This aspect is dealt with comprehensively in the resumé chapter by Lock, but reference must be made to the role of the trade association for the pharmaceutical industry in the UK, the Association of the British Pharmaceutical Industry (ABPI) in advising on the management of potential fraud in research during the past decade. One particular aspect of the problem, which has puzzled outside observers is that there is so little mention of clinical research fraud in the literature coming from the pharmaceutical industry. However, until the early 1990s in the UK and still persisting even now elsewhere, pharmaceutical companies suspecting fraud were greatly concerned about the risk of recrimination, adverse publicity, and loss of favour, support and, indeed, prescriptions, if they were seen to be critical of the medical profession. These concerns had some justification: in one particular case, where, following fraud, the name of the doctor was struck from the Medical Register, the company that had been defrauded was boycotted by the doctors in the district, albeit only temporarily.6 Nevertheless, these concerns have been overcome in the UK and it was in 1992 that the ABPI set up a working party on misconduct in clinical research, following the publication of a report by the Royal College of Physicians on fraud and misconduct in medical research,7 on which it seemed that little action would follow. This was against a background of increasing confidence on the part of pharmaceutical companies to take action against doctors found to have submitted fraudulent data, but who were uncertain how best to investigate or to handle suspicions that such data might be fraudulent.
The working party recognised that what was needed was a mechanism that could make it easier for member companies to pursue such suspicions without prejudice. Details of the procedures to be adopted by companies are set out in Chapter 6 by Brock.

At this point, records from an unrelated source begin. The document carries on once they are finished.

//! Open a new account.

use nexabank_frontend_common::{events, portal_client};
use nexabank_http::types::AccountType;
use web_sys::HtmlSelectElement;
use yew::prelude::*;

const ACCOUNT_TYPES: [AccountType; 4] = [
    AccountType::Savings,
    AccountType::Current,
    AccountType::FixedDeposit,
    AccountType::Loan,
];

#[function_component(AccountManagement)]
pub fn account_management() -> Html {
    let selected = use_state(|| AccountType::Savings);
    let is_submitting = use_state(|| false);
    let message = use_state(|| Option::<Result<String, String>>::None);

    let on_type_change = {
        let selected = selected.clone();
        Callback::from(move |e: Event| {
            let select: HtmlSelectElement = e.target_unchecked_into();
            let choice = ACCOUNT_TYPES
                .iter()
                .copied()
                .find(|t| t.as_str() == select.value())
                .unwrap_or(AccountType::Savings);
            selected.set(choice);
        })
    };

    let on_open = {
        let selected = selected.clone();
        let is_submitting = is_submitting.clone();
        let message = message.clone();

        Callback::from(move |_: MouseEvent| {
            let account_type = *selected;
            let is_submitting = is_submitting.clone();
            let message = message.clone();
            is_submitting.set(true);
            message.set(None);

            wasm_bindgen_futures::spawn_local(async move {
                let result = match portal_client() {
                    Ok(client) => client.create_account(account_type).await,
                    Err(err) => Err(err),
                };
                match result {
                    Ok(account) => {
                        message.set(Some(Ok(format!(
                            "Opened {} account {}",
                            account.account_type.as_str().replace('_', " "),
                            account.account_number
                        ))));
                        // Let the summary (and other tabs) refetch.
                        events::dispatch_dom_hint(events::dom::ACCOUNT_CREATED);
                        events::broadcast_hint(events::hint::ACCOUNT_CREATED);
                    }
                    Err(err) => {
                        tracing::warn!("account creation failed: {err}");
                        message.set(Some(Err(format!("Could not open the account: {err}"))));
                    }
                }
                is_submitting.set(false);
            });
        })
    };

    html! {
        <div id="open-account" class="bg-white rounded-lg shadow-sm border p-6">
            <h2 class="text-lg font-semibold text-gray-900 mb-4">{"Open a New Account"}</h2>

            if let Some(result) = &*message {
                {match result {
                    Ok(text) => html! {
                        <div class="mb-4 p-3 bg-green-50 border border-green-200 text-green-700 rounded text-sm">
                            {text}
                        </div>
                    },
                    Err(text) => html! {
                        <div class="mb-4 p-3 bg-red-50 border border-red-200 text-red-700 rounded text-sm">
                            {text}
                        </div>
                    },
                }}
            }

            <div class="flex items-end gap-4">
                <div class="flex-1">
                    <label for="account-type" class="block text-sm font-medium text-gray-700 mb-1">
                        {"Account type"}
                    </label>
                    <select
                        id="account-type"
                        onchange={on_type_change}
                        class="w-full px-3 py-2 border border-gray-300 rounded-lg focus:outline-none focus:ring-2 focus:ring-blue-500"
                    >
                        {for ACCOUNT_TYPES.iter().map(|t| html! {
                            <option value={t.as_str()} selected={*selected == *t}>
                                {t.as_str().replace('_', " ")}
                            </option>
                        })}
                    </select>
                </div>
                <button
                    onclick={on_open}
                    disabled={*is_submitting}
                    class="px-6 py-2 bg-blue-600 text-white rounded-lg font-medium hover:bg-blue-700 transition-colors disabled:opacity-50"
                >
                    {if *is_submitting { "Opening..." } else { "Open Account" }}
                </button>
            </div>
        </div>
    }
}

One of the most frequently reported problems arising from the detection of suspected fraud was deciding what to do with the information that has been gathered - and outside the UK and the four Nordic countries this situation still exists. Might there be other cases of suspected fraud that other companies had detected from the same investigator? It would hardly be right and proper to contact other companies at random to raise such queries, and, at the very least, company pharmaceutical physicians might fear that they were laying themselves open to the laws of libel or defamation if they suggested to others that a doctor might be acting fraudulently.
The ABPI working party considered this at length because no mechanism then existed in the UK or, for that matter, elsewhere, to enable such doubts to be shared outside the company in which the doubts had been generated. It concluded that it was in the public interest for pharmaceutical physicians to report to an independent third party any serious concerns that they might have, in good faith, regarding a specific investigator.8 The way forward, on which legal advice was taken, was to invest in the ABPI, and specifically in the ABPI medical director, a "possibly suspect doctor name-holding" responsibility. The medical director of a company can ask the ABPI medical director whether the name of a possibly suspect doctor had already been reported by another company, and be given the answer "yes" or "no". No list is promulgated (other than of those doctors who have already gone through the full disciplinary machinery of the General Medical Council (GMC) and been found guilty of serious professional misconduct, who have been prosecuted in the courts and found guilty, or whose names are on the list promulgated by the Food and Drug Administration of the USA). On a doctor-to-doctor basis, the name of the company medical director who first provided the ABPI with evidence of suspicion about an investigator is given to the company medical director making a subsequent inquiry with similar evidence of suspicion. The ABPI medical director is also in a position to advise companies when, in his opinion, evidence reported from more than one company has, when accumulated, created a strong enough case to submit to the GMC, even if the evidence from one company alone did not. A round table discussion may then be held, particularly when more than two companies are suspicious of the same investigator, as has happened now on a number of occasions.
This arrangement, within the industry, works well in the UK - as the following case histories clearly demonstrate - but a similar arrangement needs to operate outside the industry, and outside the UK. Chapters 8, 9 and 10 from the Nordic countries set out the highly successful schemes in those countries, whereby an independent body (or, now, bodies in Denmark), inspiring the confidence of the whole scientific fraternity, can investigate any case of suspected scientific dishonesty; this could be taken as a model on which similar arrangements could be adopted in other countries, including the UK. A consensus conference held in Edinburgh in 1999 under the auspices of the Royal College of Physicians of Edinburgh and of the Faculty of Pharmaceutical Medicine addressed this issue and concluded that what should happen next should be the establishment of a national panel - with public representation - to provide advice and assistance on request9 but, as has happened time and again, the outcome of this conclusion has yet to materialise. Whereas the doctor sequentially occupying the post of ABPI medical director has fulfilled the role described with moderate success, it would be preferable to have in place an independent body to take on an advisory role for cases outside, as well as inside, industry-sponsored clinical trials; in practical terms any subsequent investigatory role can, currently uniquely, if funded, be conducted by an independent commercial agency. The activities of the only one currently conducting such investigations are described in Chapter 16 by Jay.